Die Evolution macht Sprünge ...

... Die Welt wird von „normalen“ Menschen bevölkert und von Mutanten, die allerlei Fähigkeiten besitzen, von denen wir Normalsterbliche nur träumen können (oder auch nicht). Einer kann mit Hilfe seines Feuerzeuges in Nullkommanix zündeln, andere können ihre Gestalt jederzeit ändern, ein weiterer Mutant ist Teleporter, d.h. er kann sich und andere von einem Ort durch dicke Wände zum anderen beamen. Was für eine Welt! Zumal es auf beiden Seiten, bei den von der Evolution „vernachlässigten“ und den mutierten Menschen, selbstverständlich Extremisten und Vernünftige gibt. Der gnadenlose Mutantenfeind heißt General William Stryker (Brian Cox), der vor allem aus persönlichen Gründen die „Minderwertigen“ ins Jenseits befördern will. Auf seiten der Mutanten heißt der Bösewicht Eric Lensherr, genannt Magneto (Sir Ian McKellen), der wiederum den nicht mutierten Menschen den Garaus machen will. Allerdings sitzt er fest – im gestylten Hochsicherheitstrakt unter den Fittichen von Stryker. Zur Seite steht Magneto Shapeshifter Mystique (Rebecca Romijn-Stamos), der (oder die?) seine (oder ihre?) Gestalt jederzeit verändern kann – in jeden x-beliebigen Menschen – und enorme Kräfte hat.

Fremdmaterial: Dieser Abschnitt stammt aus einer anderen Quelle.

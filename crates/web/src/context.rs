use oilstock_auth::{AccessToken, AuthUser, Principal, Role};

/// Authenticated caller for the current request.
///
/// Inserted by the session middleware; absent for anonymous visitors.
#[derive(Debug, Clone, PartialEq, Eq)]
pub struct SessionContext {
    user: AuthUser,
    role: Option<Role>,
    access_token: AccessToken,
}

impl SessionContext {
    pub fn new(user: AuthUser, role: Option<Role>, access_token: AccessToken) -> Self {
        Self {
            user,
            role,
            access_token,
        }
    }

    pub fn user(&self) -> &AuthUser {
        &self.user
    }

    pub fn role(&self) -> Option<Role> {
        self.role
    }

    /// Token forwarded on every backend call so row-level security sees the user.
    pub fn access_token(&self) -> &AccessToken {
        &self.access_token
    }

    pub fn principal(&self) -> Principal {
        Principal::new(self.user.id, self.role)
    }

    pub fn can_operate(&self) -> bool {
        self.principal().can_operate()
    }
}
//! Stock dashboard and the read-only JSON endpoints.

use std::sync::Arc;

use axum::{
    extract::{Extension, Query},
    response::{Html, IntoResponse, Response},
    Json,
};

use oilstock_inventory::{StockRow, Warehouse, WarehouseFilter};

use crate::app::dto::StockQuery;
use crate::app::errors;
use crate::app::services::AppServices;
use crate::app::views::{self, Alert, Dashboard, MovementFormState};
use crate::context::SessionContext;

const NOTICE_RECORDED: &str = "recorded";

/// Data behind the dashboard; read failures become alerts with empty data.
pub(crate) struct DashboardData {
    pub warehouses: Vec<Warehouse>,
    pub stock: Vec<StockRow>,
    pub alerts: Vec<Alert>,
}

pub(crate) async fn load_dashboard(
    services: &AppServices,
    session: &SessionContext,
    filter: &WarehouseFilter,
) -> DashboardData {
    let token = session.access_token();
    let mut alerts = Vec::new();

    let warehouses = services.store.warehouses(token).await.unwrap_or_else(|e| {
        tracing::warn!(error = %e, "warehouses could not be loaded");
        alerts.push(Alert::error(e.user_message()));
        Vec::new()
    });
    let stock = services.store.stock(token, filter).await.unwrap_or_else(|e| {
        tracing::warn!(error = %e, %filter, "stock could not be loaded");
        alerts.push(Alert::error(e.user_message()));
        Vec::new()
    });

    DashboardData {
        warehouses,
        stock,
        alerts,
    }
}

pub(crate) fn render_dashboard(
    session: &SessionContext,
    data: &DashboardData,
    filter: &WarehouseFilter,
    form: &MovementFormState,
) -> Html<String> {
    Html(views::dashboard_page(&Dashboard {
        session,
        warehouses: &data.warehouses,
        stock: &data.stock,
        filter,
        form,
        alerts: &data.alerts,
    }))
}

pub async fn home(
    Extension(services): Extension<Arc<AppServices>>,
    session: Option<Extension<SessionContext>>,
    Query(query): Query<StockQuery>,
) -> Response {
    let Some(Extension(session)) = session else {
        return Html(views::sign_in_page(&[], "")).into_response();
    };

    let filter = WarehouseFilter::from_param(query.warehouse.as_deref());
    let mut data = load_dashboard(&services, &session, &filter).await;
    if query.notice.as_deref() == Some(NOTICE_RECORDED) {
        data.alerts.insert(0, Alert::info(views::MOVEMENT_RECORDED));
    }

    render_dashboard(&session, &data, &filter, &MovementFormState::default()).into_response()
}

pub async fn api_warehouses(
    Extension(services): Extension<Arc<AppServices>>,
    Extension(session): Extension<SessionContext>,
) -> Response {
    match services.store.warehouses(session.access_token()).await {
        Ok(list) => Json(list).into_response(),
        Err(e) => errors::backend_error_to_response(e),
    }
}

pub async fn api_stock(
    Extension(services): Extension<Arc<AppServices>>,
    Extension(session): Extension<SessionContext>,
    Query(query): Query<StockQuery>,
) -> Response {
    let filter = WarehouseFilter::from_param(query.warehouse.as_deref());
    match services.store.stock(session.access_token(), &filter).await {
        Ok(rows) => Json(rows).into_response(),
        Err(e) => errors::backend_error_to_response(e),
    }
}
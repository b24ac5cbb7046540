//! `oilstock-auth`: authentication/authorization types.
//!
//! Sign-in and role storage live in the hosted backend; this crate only models
//! what comes back (sessions, users, roles) and decides what a role may do.
//! It is decoupled from HTTP and from the backend client.

pub mod authorize;
pub mod email;
pub mod permissions;
pub mod roles;
pub mod session;

pub use authorize::{authorize, AuthzError, Principal};
pub use email::EmailAddress;
pub use permissions::Permission;
pub use roles::Role;
pub use session::{AccessToken, AuthUser, RefreshToken, Session};
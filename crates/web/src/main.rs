use std::sync::Arc;

use anyhow::Context;

use oilstock_infra::AppConfig;
use oilstock_web::app::{self, services::AppServices};

#[tokio::main]
async fn main() -> anyhow::Result<()> {
    oilstock_observability::init();

    let config = AppConfig::from_env().map_err(|e| {
        tracing::error!(error = %e, "invalid configuration");
        e
    })?;

    let services = AppServices::from_config(&config).context("failed to build backend client")?;
    let app = app::build_app(Arc::new(services));

    let listener = tokio::net::TcpListener::bind(config.bind_addr)
        .await
        .with_context(|| format!("failed to bind {}", config.bind_addr))?;

    tracing::info!(addr = %listener.local_addr()?, "listening");

    axum::serve(listener, app).await.context("server error")?;
    Ok(())
}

Zwischen diesen Extremen stehen die Vernünftigen, die Wohlgesonnenen, die auf Ausgleich und Verständigung bedachten Menschen und Mutanten, allen voran natürlich Prof. Xavier mit seiner Mutantenschule, der sich über eine Apparatur namens Cerebro der Gedanken sämtlicher mutierter und nicht mutierter Menschen bemächtigen kann, allerdings der Friedensfraktion angehört und deshalb mit Cerebro nichts Böses im Sinn hat. Xavier zur Seite stehen Wolverine, der sein Gedächtnis verloren hat, jetzt Logan (Hugh Jackman) heißt und messerscharfe Finger hat, Jean Grey (Famke Janssen), die Gedankenleserin, sozusagen das Orakel der Truppe, die in Scott (James Marsden) verliebt ist, ihrerseits aber von Logan angebetet wird, Storm (Halle Berry wasserstoffblond), deren Augen so einiges bewegen können, der „feurige“ John, genannt Pyro (Aaron Stanford) und Bobby, genannt Iceman (Shawn Ashmore), der in Sekundenschnelle alles zu Eis erstarren lassen kann.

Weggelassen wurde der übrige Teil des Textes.